Task description: Would you write out all of the records that follow, exactly as they stand?

Exercise inputs:
◇ ◇ ◇

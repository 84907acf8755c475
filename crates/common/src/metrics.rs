//! Metrics collection for the TFACC client
//!
//! This module provides Prometheus metrics for observability.
//! Counters on the signaling path are plain atomics, so recording them does
//! not disturb the spin loop.

use lazy_static::lazy_static;
use prometheus::{Histogram, HistogramOpts, IntCounter, IntGauge, Registry};
use std::sync::Arc;

/// Metrics registry for the TFACC client
#[derive(Debug, Clone)]
pub struct MetricsRegistry {
    pub registry: Arc<Registry>,
    pub channel: ChannelMetrics,
    pub registry_ops: RegistryMetrics,
    pub linear: LinearMetrics,
}

/// Signaling and transfer metrics
#[derive(Debug, Clone)]
pub struct ChannelMetrics {
    /// Operations posted to the partitions
    pub launches_total: IntCounter,

    /// Time spent polling flags until every partition is idle
    pub wait_duration: Histogram,

    /// Waits that gave up on a deadline
    pub wait_timeouts_total: IntCounter,

    /// Payload bytes sent through the long message transport
    pub long_message_bytes_total: IntCounter,

    /// Chunks sent through the long message transport
    pub long_message_chunks_total: IntCounter,

    /// Complete long messages sent
    pub long_messages_total: IntCounter,
}

/// Tensor registry metrics
#[derive(Debug, Clone)]
pub struct RegistryMetrics {
    /// Registration messages sent
    pub registrations_total: IntCounter,

    /// Unregistration messages sent
    pub unregistrations_total: IntCounter,

    /// Tensors currently resident on the accelerator
    pub resident_tensors: IntGauge,
}

/// Quantized linear invoker metrics
#[derive(Debug, Clone)]
pub struct LinearMetrics {
    /// Linear invocations with at least one row
    pub calls_total: IntCounter,

    /// Sub-batches launched
    pub sub_batches_total: IntCounter,

    /// Input rows processed
    pub rows_total: IntCounter,

    /// Duration of a whole linear invocation
    pub call_duration: Histogram,
}

lazy_static! {
    /// Global metrics registry instance
    pub static ref METRICS: MetricsRegistry = MetricsRegistry::new();
}

fn counter(name: &str, help: &str) -> IntCounter {
    IntCounter::new(name, help).expect("metric name and help are valid")
}

fn gauge(name: &str, help: &str) -> IntGauge {
    IntGauge::new(name, help).expect("metric name and help are valid")
}

fn histogram(name: &str, help: &str, buckets: Vec<f64>) -> Histogram {
    Histogram::with_opts(HistogramOpts::new(name, help).buckets(buckets))
        .expect("histogram options are valid")
}

impl MetricsRegistry {
    /// Create a new metrics registry
    pub fn new() -> Self {
        let registry = Arc::new(Registry::new());

        // Channel metrics
        let launches_total = counter(
            "tfacc_launches_total",
            "Total number of operations posted to the accelerator",
        );

        let wait_duration = histogram(
            "tfacc_wait_duration_seconds",
            "Time spent polling partition flags",
            vec![0.00001, 0.00005, 0.0001, 0.0005, 0.001, 0.005, 0.01, 0.05, 0.1, 0.5, 1.0],
        );

        let wait_timeouts_total = counter(
            "tfacc_wait_timeouts_total",
            "Total number of waits that exceeded their deadline",
        );

        let long_message_bytes_total = counter(
            "tfacc_long_message_bytes_total",
            "Total payload bytes sent as long messages",
        );

        let long_message_chunks_total = counter(
            "tfacc_long_message_chunks_total",
            "Total chunks sent as long messages",
        );

        let long_messages_total = counter(
            "tfacc_long_messages_total",
            "Total complete long messages sent",
        );

        // Registry metrics
        let registrations_total = counter(
            "tfacc_registrations_total",
            "Total tensor registration messages sent",
        );

        let unregistrations_total = counter(
            "tfacc_unregistrations_total",
            "Total tensor unregistration messages sent",
        );

        let resident_tensors = gauge(
            "tfacc_resident_tensors",
            "Current number of tensors resident on the accelerator",
        );

        // Linear metrics
        let calls_total = counter(
            "tfacc_linear_calls_total",
            "Total quantized linear invocations",
        );

        let sub_batches_total = counter(
            "tfacc_linear_sub_batches_total",
            "Total quantized linear sub-batches launched",
        );

        let rows_total = counter(
            "tfacc_linear_rows_total",
            "Total input rows sent to quantized linear",
        );

        let call_duration = histogram(
            "tfacc_linear_call_duration_seconds",
            "Quantized linear invocation duration in seconds",
            vec![0.0001, 0.0005, 0.001, 0.0025, 0.005, 0.01, 0.025, 0.05, 0.1, 0.5],
        );

        // Register all metrics
        let collectors: Vec<Box<dyn prometheus::core::Collector>> = vec![
            Box::new(launches_total.clone()),
            Box::new(wait_duration.clone()),
            Box::new(wait_timeouts_total.clone()),
            Box::new(long_message_bytes_total.clone()),
            Box::new(long_message_chunks_total.clone()),
            Box::new(long_messages_total.clone()),
            Box::new(registrations_total.clone()),
            Box::new(unregistrations_total.clone()),
            Box::new(resident_tensors.clone()),
            Box::new(calls_total.clone()),
            Box::new(sub_batches_total.clone()),
            Box::new(rows_total.clone()),
            Box::new(call_duration.clone()),
        ];
        for collector in collectors {
            registry
                .register(collector)
                .expect("metric names are unique");
        }

        let channel = ChannelMetrics {
            launches_total,
            wait_duration,
            wait_timeouts_total,
            long_message_bytes_total,
            long_message_chunks_total,
            long_messages_total,
        };

        let registry_ops = RegistryMetrics {
            registrations_total,
            unregistrations_total,
            resident_tensors,
        };

        let linear = LinearMetrics {
            calls_total,
            sub_batches_total,
            rows_total,
            call_duration,
        };

        MetricsRegistry {
            registry,
            channel,
            registry_ops,
            linear,
        }
    }

    /// Gather all metrics as text
    pub fn gather(&self) -> String {
        use prometheus::Encoder;
        let encoder = prometheus::TextEncoder::new();
        let metric_families = self.registry.gather();
        let mut buffer = Vec::new();
        if let Err(e) = encoder.encode(&metric_families, &mut buffer) {
            return format!("# failed to encode metrics: {}\n", e);
        }
        String::from_utf8_lossy(&buffer).into_owned()
    }
}

impl Default for MetricsRegistry {
    fn default() -> Self {
        Self::new()
    }
}

/// Helper trait for measuring latency
pub trait LatencyTimer {
    /// Observe the duration of a closure
    fn time<F, R>(&self, f: F) -> R
    where
        F: FnOnce() -> R;
}

impl LatencyTimer for Histogram {
    fn time<F, R>(&self, f: F) -> R
    where
        F: FnOnce() -> R,
    {
        let start = std::time::Instant::now();
        let result = f();
        self.observe(start.elapsed().as_secs_f64());
        result
    }
}
//! TFACC wire protocol definitions
//!
//! Everything in this crate is an ABI contract with the accelerator firmware:
//! the shared region layout, operation codes, element type tags and the
//! byte-level encoding of messages written into the command area.

pub mod descriptor;
pub mod dtype;
pub mod layout;
pub mod op;
pub mod server_info;
pub mod wire;

pub use descriptor::MessageDescriptor;
pub use dtype::{DataType, QuantRange, QuantScheme};
pub use layout::RegionLayout;
pub use op::OpCode;
pub use server_info::ServerInfo;
pub use wire::{SliceWriter, WireBuffer, WireWrite};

◇ ◇ ◇

Task answer:
repository 84907acf8755c475
filename crates/common/src/metrics.rs
//! Metrics collection for the TFACC client
//!
//! This module provides Prometheus metrics for observability.
//! Counters on the signaling path are plain atomics, so recording them does
//! not disturb the spin loop.

use lazy_static::lazy_static;
use prometheus::{Histogram, HistogramOpts, IntCounter, IntGauge, Registry};
use std::sync::Arc;

/// Metrics registry for the TFACC client
#[derive(Debug, Clone)]
pub struct MetricsRegistry {
    pub registry: Arc<Registry>,
    pub channel: ChannelMetrics,
    pub registry_ops: RegistryMetrics,
    pub linear: LinearMetrics,
}

/// Signaling and transfer metrics
#[derive(Debug, Clone)]
pub struct ChannelMetrics {
    /// Operations posted to the partitions
    pub launches_total: IntCounter,

    /// Time spent polling flags until every partition is idle
    pub wait_duration: Histogram,

    /// Waits that gave up on a deadline
    pub wait_timeouts_total: IntCounter,

    /// Payload bytes sent through the long message transport
    pub long_message_bytes_total: IntCounter,

    /// Chunks sent through the long message transport
    pub long_message_chunks_total: IntCounter,

    /// Complete long messages sent
    pub long_messages_total: IntCounter,
}

/// Tensor registry metrics
#[derive(Debug, Clone)]
pub struct RegistryMetrics {
    /// Registration messages sent
    pub registrations_total: IntCounter,

    /// Unregistration messages sent
    pub unregistrations_total: IntCounter,

    /// Tensors currently resident on the accelerator
    pub resident_tensors: IntGauge,
}

/// Quantized linear invoker metrics
#[derive(Debug, Clone)]
pub struct LinearMetrics {
    /// Linear invocations with at least one row
    pub calls_total: IntCounter,

    /// Sub-batches launched
    pub sub_batches_total: IntCounter,

    /// Input rows processed
    pub rows_total: IntCounter,

    /// Duration of a whole linear invocation
    pub call_duration: Histogram,
}

lazy_static! {
    /// Global metrics registry instance
    pub static ref METRICS: MetricsRegistry = MetricsRegistry::new();
}

fn counter(name: &str, help: &str) -> IntCounter {
    IntCounter::new(name, help).expect("metric name and help are valid")
}

fn gauge(name: &str, help: &str) -> IntGauge {
    IntGauge::new(name, help).expect("metric name and help are valid")
}

fn histogram(name: &str, help: &str, buckets: Vec<f64>) -> Histogram {
    Histogram::with_opts(HistogramOpts::new(name, help).buckets(buckets))
        .expect("histogram options are valid")
}

impl MetricsRegistry {
    /// Create a new metrics registry
    pub fn new() -> Self {
        let registry = Arc::new(Registry::new());

        // Channel metrics
        let launches_total = counter(
            "tfacc_launches_total",
            "Total number of operations posted to the accelerator",
        );

        let wait_duration = histogram(
            "tfacc_wait_duration_seconds",
            "Time spent polling partition flags",
            vec![0.00001, 0.00005, 0.0001, 0.0005, 0.001, 0.005, 0.01, 0.05, 0.1, 0.5, 1.0],
        );

        let wait_timeouts_total = counter(
            "tfacc_wait_timeouts_total",
            "Total number of waits that exceeded their deadline",
        );

        let long_message_bytes_total = counter(
            "tfacc_long_message_bytes_total",
            "Total payload bytes sent as long messages",
        );

        let long_message_chunks_total = counter(
            "tfacc_long_message_chunks_total",
            "Total chunks sent as long messages",
        );

        let long_messages_total = counter(
            "tfacc_long_messages_total",
            "Total complete long messages sent",
        );

        // Registry metrics
        let registrations_total = counter(
            "tfacc_registrations_total",
            "Total tensor registration messages sent",
        );

        let unregistrations_total = counter(
            "tfacc_unregistrations_total",
            "Total tensor unregistration messages sent",
        );

        let resident_tensors = gauge(
            "tfacc_resident_tensors",
            "Current number of tensors resident on the accelerator",
        );

        // Linear metrics
        let calls_total = counter(
            "tfacc_linear_calls_total",
            "Total quantized linear invocations",
        );

        let sub_batches_total = counter(
            "tfacc_linear_sub_batches_total",
            "Total quantized linear sub-batches launched",
        );

        let rows_total = counter(
            "tfacc_linear_rows_total",
            "Total input rows sent to quantized linear",
        );

        let call_duration = histogram(
            "tfacc_linear_call_duration_seconds",
            "Quantized linear invocation duration in seconds",
            vec![0.0001, 0.0005, 0.001, 0.0025, 0.005, 0.01, 0.025, 0.05, 0.1, 0.5],
        );

        // Register all metrics
        let collectors: Vec<Box<dyn prometheus::core::Collector>> = vec![
            Box::new(launches_total.clone()),
            Box::new(wait_duration.clone()),
            Box::new(wait_timeouts_total.clone()),
            Box::new(long_message_bytes_total.clone()),
            Box::new(long_message_chunks_total.clone()),
            Box::new(long_messages_total.clone()),
            Box::new(registrations_total.clone()),
            Box::new(unregistrations_total.clone()),
            Box::new(resident_tensors.clone()),
            Box::new(calls_total.clone()),
            Box::new(sub_batches_total.clone()),
            Box::new(rows_total.clone()),
            Box::new(call_duration.clone()),
        ];
        for collector in collectors {
            registry
                .register(collector)
                .expect("metric names are unique");
        }

        let channel = ChannelMetrics {
            launches_total,
            wait_duration,
            wait_timeouts_total,
            long_message_bytes_total,
            long_message_chunks_total,
            long_messages_total,
        };

        let registry_ops = RegistryMetrics {
            registrations_total,
            unregistrations_total,
            resident_tensors,
        };

        let linear = LinearMetrics {
            calls_total,
            sub_batches_total,
            rows_total,
            call_duration,
        };

        MetricsRegistry {
            registry,
            channel,
            registry_ops,
            linear,
        }
    }

    /// Gather all metrics as text
    pub fn gather(&self) -> String {
        use prometheus::Encoder;
        let encoder = prometheus::TextEncoder::new();
        let metric_families = self.registry.gather();
        let mut buffer = Vec::new();
        if let Err(e) = encoder.encode(&metric_families, &mut buffer) {
            return format!("# failed to encode metrics: {}\n", e);
        }
        String::from_utf8_lossy(&buffer).into_owned()
    }
}

impl Default for MetricsRegistry {
    fn default() -> Self {
        Self::new()
    }
}

/// Helper trait for measuring latency
pub trait LatencyTimer {
    /// Observe the duration of a closure
    fn time<F, R>(&self, f: F) -> R
    where
        F: FnOnce() -> R;
}

impl LatencyTimer for Histogram {
    fn time<F, R>(&self, f: F) -> R
    where
        F: FnOnce() -> R,
    {
        let start = std::time::Instant::now();
        let result = f();
        self.observe(start.elapsed().as_secs_f64());
        result
    }
}
//! TFACC wire protocol definitions
//!
//! Everything in this crate is an ABI contract with the accelerator firmware:
//! the shared region layout, operation codes, element type tags and the
//! byte-level encoding of messages written into the command area.

pub mod descriptor;
pub mod dtype;
pub mod layout;
pub mod op;
pub mod server_info;
pub mod wire;

pub use descriptor::MessageDescriptor;
pub use dtype::{DataType, QuantRange, QuantScheme};
pub use layout::RegionLayout;
pub use op::OpCode;
pub use server_info::ServerInfo;
pub use wire::{SliceWriter, WireBuffer, WireWrite};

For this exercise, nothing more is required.